Automatic magnetic projection for one-step separation of mixed plastics using ring magnets
Graphical abstract
Introduction
Extensive use of plastics across the world has brought an ever-increasing burden of waste plastic management, e.g., 359 M tonnes in 2018 (PlasticsEurope, 2019). The challenge of plastic pollution has attracted unprecedented attention (Wong et al., 2020). In existing reports, mechanical recycling and chemical degradation are two main methods to manage plastic waste. Despite its high efficiency, chemical degradation (Qi et al., 2020; Xiu et al., 2020) may make secondary pollution. In contrast, mechanical recycling can manage waste plastics in an environmentally friendly and low-cost way, and therefore has been viewed as a promising method in dealing with this huge challenge (Biganzoli et al., 2015; Gu et al., 2017; Ripa et al., 2017). Recycled plastics have a comparable value to their virgin counterparts (Gu et al., 2016). However, limited by cost and technology, 25% of waste plastics are still managed through landfill or incineration (PlasticsEurope, 2019), while landfilled plastic waste is considered to be a main source of marine plastic debris (Schmidt et al., 2017). Mechanical-physical separation methods (hereinafter referred to as “separation”), that utilize the differences in the physical properties of materials, e.g., magnetic susceptibility, electric conductivity and density to separate mixed materials, have been widely used in waste management to enrich and to recycle desired materials, especially plastics (Gu et al., 2019; Zhang and Xu, 2016). However, efficiently separating multiple mixtures simultaneously is still a challenge for most reported separation methods. Most of the existing method can only deal binary separation. For instance, magnetic separation can only collects ferric metals (Zhou and Xu, 2012), corona electrostatic separation recovers metallic components from non-metals (Zhang and Xu, 2016), hydro cyclone (Wang et al., 2015; Yuan et al., 2015) and tribo-electrostatic separation (Li and Xu, 2019) can only separate two materials based on the differences in their densities or charge polarity, respectively. Therefore, the separation of multiple mixed materials can only be achieved in a step-wise manner (Li and Xu, 2019; Meng et al., 2017). To achieve total separation of multiple mixed materials, a novel method with high efficiency is highly demanded.

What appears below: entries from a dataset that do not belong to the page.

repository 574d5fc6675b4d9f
pub mod allocation_writer;
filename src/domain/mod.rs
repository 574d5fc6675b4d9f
//! Domain model: money, orders, payment methods and the allocation result.

pub mod allocation;
pub mod money;
pub mod order;
pub mod payment_method;
pub mod ports;
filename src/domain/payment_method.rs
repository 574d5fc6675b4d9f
use super::money::Money;
use rust_decimal::Decimal;

/// Identifier reserved for the loyalty-points payment method.
pub const POINTS_METHOD_ID: &str = "PUNKTY";

/// A funding source with a discount rate and a remaining spending limit.
///
/// Identity and discount are fixed at construction. The limit only moves
/// through [`PaymentMethod::reduce_limit`].
#[derive(Debug, PartialEq, Eq, Clone)]
pub struct PaymentMethod {
    id: String,
    /// Fraction taken off a payment, e.g. `0.05` for 5%.
    discount: Decimal,
    limit: Money,
}

impl PaymentMethod {
    pub fn new(id: impl Into<String>, discount: Decimal, limit: Money) -> Self {
        Self {
            id: id.into(),
            discount,
            limit,
        }
    }

    pub fn id(&self) -> &str {
        &self.id
    }

    pub fn discount(&self) -> Decimal {
        self.discount
    }

    pub fn limit(&self) -> Money {
        self.limit
    }

    pub fn is_points(&self) -> bool {
        self.id == POINTS_METHOD_ID
    }

    /// Lowers the remaining limit by `amount`. A negative amount raises it.
    pub fn reduce_limit(&mut self, amount: Money) {
        self.limit -= amount;
    }

    /// Price of `value` once this method's discount is taken off, rounded to 2 decimals.
    pub fn apply_discount(&self, value: Decimal) -> Money {
        Money::new(value * (Decimal::ONE - self.discount))
    }
}
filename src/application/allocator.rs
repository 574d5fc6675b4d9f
use crate::domain::allocation::Allocation;
use crate::domain::money::Money;
use crate::domain::order::Order;
use crate::domain::payment_method::PaymentMethod;
use crate::error::AllocationError;
use rust_decimal::Decimal;
use rust_decimal_macros::dec;
use std::collections::VecDeque;
use tracing::{debug, info, warn};

/// Share of an order's value the points balance must cover before points are spent on it.
pub const POINTS_ADDITIONAL_DISCOUNT_THRESHOLD: Decimal = dec!(0.10);

/// Share of an order's value charged to the method paying alongside points.
pub const POINTS_ADDITIONAL_DISCOUNT_PERCENT: Decimal = dec!(0.10);

/// Assigns every order to a payment method, favouring the highest discounts.
///
/// Neither input is modified; the allocator works on its own copies. The
/// returned [`Allocation`] lists every payment method with the amount charged
/// to it, highest discount first.
///
/// # Errors
///
/// * [`AllocationError::InvalidInput`] if `orders` or `methods` is empty.
/// * [`AllocationError::NoPaymentMethodAvailable`] as soon as an order cannot be
///   covered by any remaining limit. Nothing is returned for the orders already
///   placed.
pub fn allocate(
    orders: &[Order],
    methods: &[PaymentMethod],
) -> Result<Allocation, AllocationError> {
    Allocator::new(orders, methods)?.optimize()
}

#[derive(Debug, Clone, Copy, PartialEq, Eq)]
enum AllocatorState {
    Constructed,
    Optimizing,
    Completed,
    Failed,
}

#[derive(Debug)]
struct MethodEntry {
    method: PaymentMethod,
    /// `None` until the allocator first considers this method.
    charged: Option<Money>,
}

impl MethodEntry {
    fn open(&mut self) {
        self.charged.get_or_insert(Money::ZERO);
    }

    fn charge(&mut self, amount: Money) {
        *self.charged.get_or_insert(Money::ZERO) += amount;
    }
}

/// Single-use greedy allocator.
///
/// Orders live in an arena of slots that are emptied as orders get placed.
/// Methods are sorted by discount, highest first, once at construction.
#[derive(Debug)]
pub(crate) struct Allocator {
    orders: Vec<Option<Order>>,
    methods: Vec<MethodEntry>,
    points: Option<usize>,
    state: AllocatorState,
}

impl Allocator {
    pub(crate) fn new(
        orders: &[Order],
        methods: &[PaymentMethod],
    ) -> Result<Self, AllocationError> {
        if orders.is_empty() {
            return Err(AllocationError::InvalidInput(
                "Orders list cannot be empty".to_string(),
            ));
        }
        if methods.is_empty() {
            return Err(AllocationError::InvalidInput(
                "Payment methods list cannot be empty".to_string(),
            ));
        }

        let mut methods = methods.to_vec();
        // Stable: equal discounts keep their input order
        methods.sort_by(|a, b| b.discount().cmp(&a.discount()));
        let points = methods.iter().position(PaymentMethod::is_points);

        Ok(Self {
            orders: orders.iter().cloned().map(Some).collect(),
            methods: methods
                .into_iter()
                .map(|method| MethodEntry {
                    method,
                    charged: None,
                })
                .collect(),
            points,
            state: AllocatorState::Constructed,
        })
    }

    /// Runs both assignment phases. Only the first call does any work.
    pub(crate) fn optimize(&mut self) -> Result<Allocation, AllocationError> {
        if self.state != AllocatorState::Constructed {
            return Err(AllocationError::AlreadyOptimized);
        }
        self.state = AllocatorState::Optimizing;

        match self.run() {
            Ok(()) => {
                self.state = AllocatorState::Completed;
                Ok(self.allocation())
            }
            Err(e) => {
                self.state = AllocatorState::Failed;
                Err(e)
            }
        }
    }

    fn run(&mut self) -> Result<(), AllocationError> {
        for index in 0..self.methods.len() {
            self.assign_promoted(index);
        }
        let remaining = self.orders.iter().flatten().count();
        info!(remaining, "promotion pass finished");

        for slot in 0..self.orders.len() {
            let Some(order) = self.orders.get_mut(slot).and_then(Option::take) else {
                continue;
            };
            if self.assign_with_points(&order) || self.assign_full_price(&order) {
                continue;
            }
            warn!(order = order.id(), value = %order.value(), "no payment method can cover order");
            return Err(AllocationError::NoPaymentMethodAvailable {
                order_id: order.id().to_string(),
                value: order.value(),
            });
        }
        info!("residual pass finished");
        Ok(())
    }

    /// Spends the method at `index` on the largest promotion-eligible orders it can afford.
    ///
    /// Candidates are collected once. A candidate that no longer fits after
    /// earlier commits is dropped for good and the next smaller one is tried.
    fn assign_promoted(&mut self, index: usize) {
        let Some(entry) = self.methods.get_mut(index) else {
            return;
        };
        entry.open();

        let mut candidates: Vec<(usize, Money)> = self
            .orders
            .iter()
            .enumerate()
            .filter_map(|(slot, order)| order.as_ref().map(|order| (slot, order)))
            .filter(|(_, order)| {
                order.is_eligible_for(entry.method.id()) && order.value() <= entry.method.limit()
            })
            .map(|(slot, order)| (slot, order.value()))
            .collect();
        candidates.sort_by(|a, b| b.1.cmp(&a.1));
        let mut worklist = VecDeque::from(candidates);

        while entry.method.limit().is_positive() {
            let Some((slot, value)) = worklist.pop_front() else {
                break;
            };
            if entry.method.limit() < value {
                continue;
            }

            let discounted = entry.method.apply_discount(value.value());
            entry.method.reduce_limit(discounted);
            entry.charge(discounted);
            if let Some(order) = self.orders.get_mut(slot).and_then(Option::take) {
                debug!(
                    order = order.id(),
                    method = entry.method.id(),
                    charged = %discounted,
                    "order paid with promotion"
                );
            }
        }
    }

    /// Pays 10% of the order with the points balance plus one other method.
    ///
    /// The whole remaining points balance is spent, not just the 10% share,
    /// so the part left for the other method is usually negative and any
    /// method with a non-negative limit accepts it.
    fn assign_with_points(&mut self, order: &Order) -> bool {
        let Some(points_index) = self.points else {
            return false;
        };
        let Some(balance) = self.methods.get(points_index).map(|e| e.method.limit()) else {
            return false;
        };
        let value = order.value().value();
        if balance.value() < value * POINTS_ADDITIONAL_DISCOUNT_THRESHOLD {
            return false;
        }

        let covered = order.value().scaled(POINTS_ADDITIONAL_DISCOUNT_THRESHOLD);
        let remainder = covered - balance;
        let Some(receiver_index) = self.find_receiver(remainder) else {
            return false;
        };

        if let Some(points) = self.methods.get_mut(points_index) {
            points.method.reduce_limit(balance);
            points.charge(balance);
        }
        if let Some(receiver) = self.methods.get_mut(receiver_index) {
            receiver.method.reduce_limit(remainder);
            let charged = receiver
                .method
                .apply_discount(value * POINTS_ADDITIONAL_DISCOUNT_PERCENT);
            receiver.charge(charged);
            debug!(
                order = order.id(),
                points = %balance,
                method = receiver.method.id(),
                charged = %charged,
                "order paid with points"
            );
        }
        true
    }

    fn assign_full_price(&mut self, order: &Order) -> bool {
        let Some(index) = self.find_receiver(order.value()) else {
            return false;
        };
        let Some(entry) = self.methods.get_mut(index) else {
            return false;
        };
        entry.method.reduce_limit(order.value());
        entry.charge(order.value());
        debug!(
            order = order.id(),
            method = entry.method.id(),
            charged = %order.value(),
            "order paid at full price"
        );
        true
    }

    /// First non-points method, in discount order, whose limit covers `amount`.
    fn find_receiver(&self, amount: Money) -> Option<usize> {
        self.methods
            .iter()
            .position(|e| !e.method.is_points() && e.method.limit() >= amount)
    }

    fn allocation(&self) -> Allocation {
        Allocation::new(
            self.methods
                .iter()
                .filter_map(|e| e.charged.map(|amount| (e.method.clone(), amount)))
                .collect(),
        )
    }
}
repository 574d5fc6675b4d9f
pub mod record_reader;
#![allow(dead_code)]

use payopt::domain::money::Money;
use payopt::domain::order::Order;
use payopt::domain::payment_method::{POINTS_METHOD_ID, PaymentMethod};
use rand::Rng;
use rand::rngs::StdRng;
use rust_decimal::Decimal;
use std::io::Write;
use tempfile::NamedTempFile;

pub fn write_json(contents: &str) -> NamedTempFile {
    let mut file = NamedTempFile::new().unwrap();
    write!(file, "{contents}").unwrap();
    file.flush().unwrap();
    file
}

pub fn order(id: &str, value: Decimal, promotions: &[&str]) -> Order {
    Order::new(
        id,
        Money::new(value),
        promotions.iter().map(|p| p.to_string()).collect(),
    )
}

pub fn method(id: &str, discount: Decimal, limit: Decimal) -> PaymentMethod {
    PaymentMethod::new(id, discount, Money::new(limit))
}

/// Random payment methods with discounts up to 30%, optionally including points.
pub fn random_methods(rng: &mut StdRng, with_points: bool) -> Vec<PaymentMethod> {
    let count = rng.gen_range(1..=4);
    let mut methods: Vec<PaymentMethod> = (0..count)
        .map(|i| {
            PaymentMethod::new(
                format!("M{i}"),
                Decimal::new(rng.gen_range(0..=30), 2),
                Money::new(Decimal::new(rng.gen_range(0..=50_000), 2)),
            )
        })
        .collect();
    if with_points {
        let position = rng.gen_range(0..=methods.len());
        methods.insert(
            position,
            PaymentMethod::new(
                POINTS_METHOD_ID,
                Decimal::new(rng.gen_range(0..=30), 2),
                Money::new(Decimal::new(rng.gen_range(0..=5_000), 2)),
            ),
        );
    }
    methods
}

/// Random orders, each eligible for a random subset of `methods`.
pub fn random_orders(rng: &mut StdRng, methods: &[PaymentMethod]) -> Vec<Order> {
    let count = rng.gen_range(1..=8);
    (0..count)
        .map(|i| {
            let promotions = methods
                .iter()
                .filter(|_| rng.gen_bool(0.5))
                .map(|m| m.id().to_string())
                .collect();
            Order::new(
                format!("ORDER{i}"),
                Money::new(Decimal::new(rng.gen_range(0..=20_000), 2)),
                promotions,
            )
        })
        .collect()
}
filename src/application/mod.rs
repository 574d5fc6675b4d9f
//! Application layer containing the allocation algorithm.
//!
//! [`allocator::allocate`] is the entry point: it copies the caller's orders
//! and payment methods, runs a promotion pass followed by a residual pass,
//! and returns the amount charged to each payment method.

pub mod allocator;
//! Input and output formats: JSON records in, space-separated report out.

pub mod csv;
pub mod json;
use crate::domain::money::Money;
use thiserror::Error;

/// Failures raised by the allocation core.
#[derive(Error, Debug, PartialEq, Eq)]
pub enum AllocationError {
    #[error("Invalid input: {0}")]
    InvalidInput(String),
    #[error("No payment method available for order: {order_id} with value: {value}")]
    NoPaymentMethodAvailable { order_id: String, value: Money },
    #[error("Allocator has already been run")]
    AlreadyOptimized,
}

/// Failures turning JSON input into orders and payment methods.
#[derive(Error, Debug)]
pub enum LoadError {
    #[error("Cannot find json file {origin}!")]
    NotFound {
        origin: String,
        #[source]
        source: std::io::Error,
    },
    #[error("Cannot read json file of {origin}!")]
    Io {
        origin: String,
        #[source]
        source: std::io::Error,
    },
    #[error("Cannot parse json file {origin}!")]
    Syntax {
        origin: String,
        #[source]
        source: serde_json::Error,
    },
    #[error("Invalid {field} '{raw}' for record {record} in {origin}")]
    InvalidField {
        origin: String,
        record: String,
        field: &'static str,
        raw: String,
    },
}

#[derive(Error, Debug)]
pub enum ReportError {
    #[error("Cannot write allocation report: {0}")]
    Csv(#[from] csv::Error),
}
use crate::domain::order::Order;
use crate::domain::payment_method::PaymentMethod;
use crate::domain::ports::RecordSource;
use crate::error::LoadError;
use crate::interfaces::json::record_reader::JsonRecordReader;
use std::fs::File;
use std::io::{self, BufReader};
use std::path::{Path, PathBuf};

/// Loads orders and payment methods from two JSON files on disk.
#[derive(Debug, Clone)]
pub struct JsonFileSource {
    orders_path: PathBuf,
    payment_methods_path: PathBuf,
}

impl JsonFileSource {
    pub fn new(orders_path: impl Into<PathBuf>, payment_methods_path: impl Into<PathBuf>) -> Self {
        Self {
            orders_path: orders_path.into(),
            payment_methods_path: payment_methods_path.into(),
        }
    }
}

fn open(path: &Path) -> Result<JsonRecordReader<BufReader<File>>, LoadError> {
    let origin = path.display().to_string();
    match File::open(path) {
        Ok(file) => Ok(JsonRecordReader::new(BufReader::new(file), origin)),
        Err(source) if source.kind() == io::ErrorKind::NotFound => {
            Err(LoadError::NotFound { origin, source })
        }
        Err(source) => Err(LoadError::Io { origin, source }),
    }
}

impl RecordSource for JsonFileSource {
    fn orders(&self) -> Result<Vec<Order>, LoadError> {
        open(&self.orders_path)?.orders()
    }

    fn payment_methods(&self) -> Result<Vec<PaymentMethod>, LoadError> {
        open(&self.payment_methods_path)?.payment_methods()
    }
}
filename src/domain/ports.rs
use super::order::Order;
use super::payment_method::PaymentMethod;
use crate::error::LoadError;

/// Supplies validated, normalized records to the allocator.
pub trait RecordSource {
    fn orders(&self) -> Result<Vec<Order>, LoadError>;
    fn payment_methods(&self) -> Result<Vec<PaymentMethod>, LoadError>;
}

pub type RecordSourceBox = Box<dyn RecordSource>;
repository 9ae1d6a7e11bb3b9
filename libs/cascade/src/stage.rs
//! A single stage of the cascade: a PID, the gain bundle it reads, a
//! prescaler divider/counter, and the setpoint/error pair it owns
//! (`spec.md §4.3`).

use pid::Pid;

use crate::param::GainBundle;
use crate::ConfigError;

/// One stage (position, velocity, or current) of a [`crate::controller::CascadeController`].
///
/// The stage owns its [`Pid`] outright (`spec.md §3`: "the controller
/// exclusively owns its three stages and their PIDs") and only *references*
/// the [`GainBundle`] parameters and the measurement getter, both of which
/// outlive the stage.
pub struct CascadeStage<'a> {
    pid: Pid,
    gains: &'a GainBundle,
    divider: u32,
    divider_counter: u32,
    pub setpoint: f32,
    pub target_setpoint: f32,
    pub error: f32,
    getter: Option<&'a dyn Fn() -> f32>,
}

impl<'a> CascadeStage<'a> {
    /// Builds a zeroed stage at `frequency_hz` with divider 1 (runs every
    /// tick) and no measurement getter bound yet.
    #[must_use]
    pub const fn new(gains: &'a GainBundle, frequency_hz: f32) -> Self {
        Self {
            pid: Pid::new(frequency_hz),
            gains,
            divider: 1,
            divider_counter: 0,
            setpoint: 0.0,
            target_setpoint: 0.0,
            error: 0.0,
            getter: None,
        }
    }

    /// Binds (or unbinds, with `None`) the measurement getter. An unbound
    /// getter is a deliberate "safe no-op" (`spec.md §7`,
    /// `UnboundSensor`), not an error.
    pub fn set_getter(&mut self, getter: Option<&'a dyn Fn() -> f32>) {
        self.getter = getter;
    }

    #[must_use]
    pub fn pid(&self) -> &Pid {
        &self.pid
    }

    pub(crate) fn pid_mut(&mut self) -> &mut Pid {
        &mut self.pid
    }

    #[must_use]
    pub fn frequency(&self) -> f32 {
        self.pid.frequency()
    }

    pub(crate) fn set_divider(&mut self, divider: u32) -> Result<(), ConfigError> {
        if divider == 0 {
            return Err(ConfigError::InvalidDivider);
        }
        self.divider = divider;
        Ok(())
    }

    #[must_use]
    pub fn divider(&self) -> u32 {
        self.divider
    }

    /// If any of `kp`/`ki`/`kd` changed since the last call, pushes the new
    /// gains into the PID (resetting its integrator). Independently, if
    /// `i_limit` changed, pushes the new limit. Called once per controller
    /// tick regardless of whether the stage runs this tick.
    ///
    /// The three `changed()` calls are evaluated unconditionally (not
    /// short-circuited) so that every dirty flag is cleared this tick even
    /// when an earlier one already triggered the gain update — each
    /// parameter has exactly one consumer, so a flag left set here would
    /// never be cleared by anyone else.
    pub fn refresh_gains(&mut self) {
        let kp_changed = self.gains.kp.changed();
        let ki_changed = self.gains.ki.changed();
        let kd_changed = self.gains.kd.changed();
        if kp_changed || ki_changed || kd_changed {
            self.pid.set_gains(
                self.gains.kp.get_scalar(),
                self.gains.ki.get_scalar(),
                self.gains.kd.get_scalar(),
            );
        }
        if self.gains.i_limit.changed() {
            self.pid.set_integral_limit(self.gains.i_limit.get_scalar());
        }
    }

    /// Increments the divider counter; returns `true` (and resets the
    /// counter) exactly every `divider`-th call.
    pub fn should_run(&mut self) -> bool {
        self.divider_counter += 1;
        if self.divider_counter >= self.divider {
            self.divider_counter = 0;
            true
        } else {
            false
        }
    }

    /// Reads the measurement getter, or `0.0` if none is bound.
    #[must_use]
    pub fn read_measurement(&self) -> f32 {
        self.getter.map_or(0.0, |get| get())
    }
}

Magnetic levitation (MagLev) is a novel technology for density-based analysis of diamagnetic materials that are submerged in paramagnetic media sandwiched between two magnets (Subramaniam et al., 2014; Zhang et al., 2018b, Zhang et al., 2018a). MagLev also can be used to separate mineral, polymers, biological samples based on the densities of materials(Ge et al., 2020), with both high sensitivity (Ge et al., 2020) and versatility (Xie et al., 2019). Based on these advantages, MagLev could afford the one-step separation of multiple wasted plastics (Zhao et al., 2018). Comparing with the existing method, one-step separation has the advantages of higher efficiency, lower costs, and promising processing capacity. However, the collection process of MagLev-based separation is extremely limited, because of the narrow operational space between the two identical magnets (Mirica et al., 2009; Zhao et al., 2018) and the magnetic force that may converge the desired particles (Winkleman et al., 2007). In addition, the collection process still employed manual operation, which highly restricts the efficiency of MagLev.
To address this challenge, inspired by MagLev, we proposed a novel separation method denoted as “magnetic projection” (H. Zhang et al., 2019; X. Zhang et al., 2019), which consists of a single square permanent magnet placed beside a container full of paramagnetic solution. The magnetic force created by the magnet and the solution drives the diamagnetic particles from their initial position to the corresponding collection zones. Experimental results indicated that the separation efficiency of magnetic projection can reach over 95% (X. Zhang et al., 2019; Zhao et al., 2020). The magnetic projection is an effective, economic, and one-step separation method. However, magnetic projection using square magnets still remained major bottlenecks that it is hard to achieve automatic feeding, which means the separation process is not continuous. Thus, the magnetic projection cannot perform its full potential.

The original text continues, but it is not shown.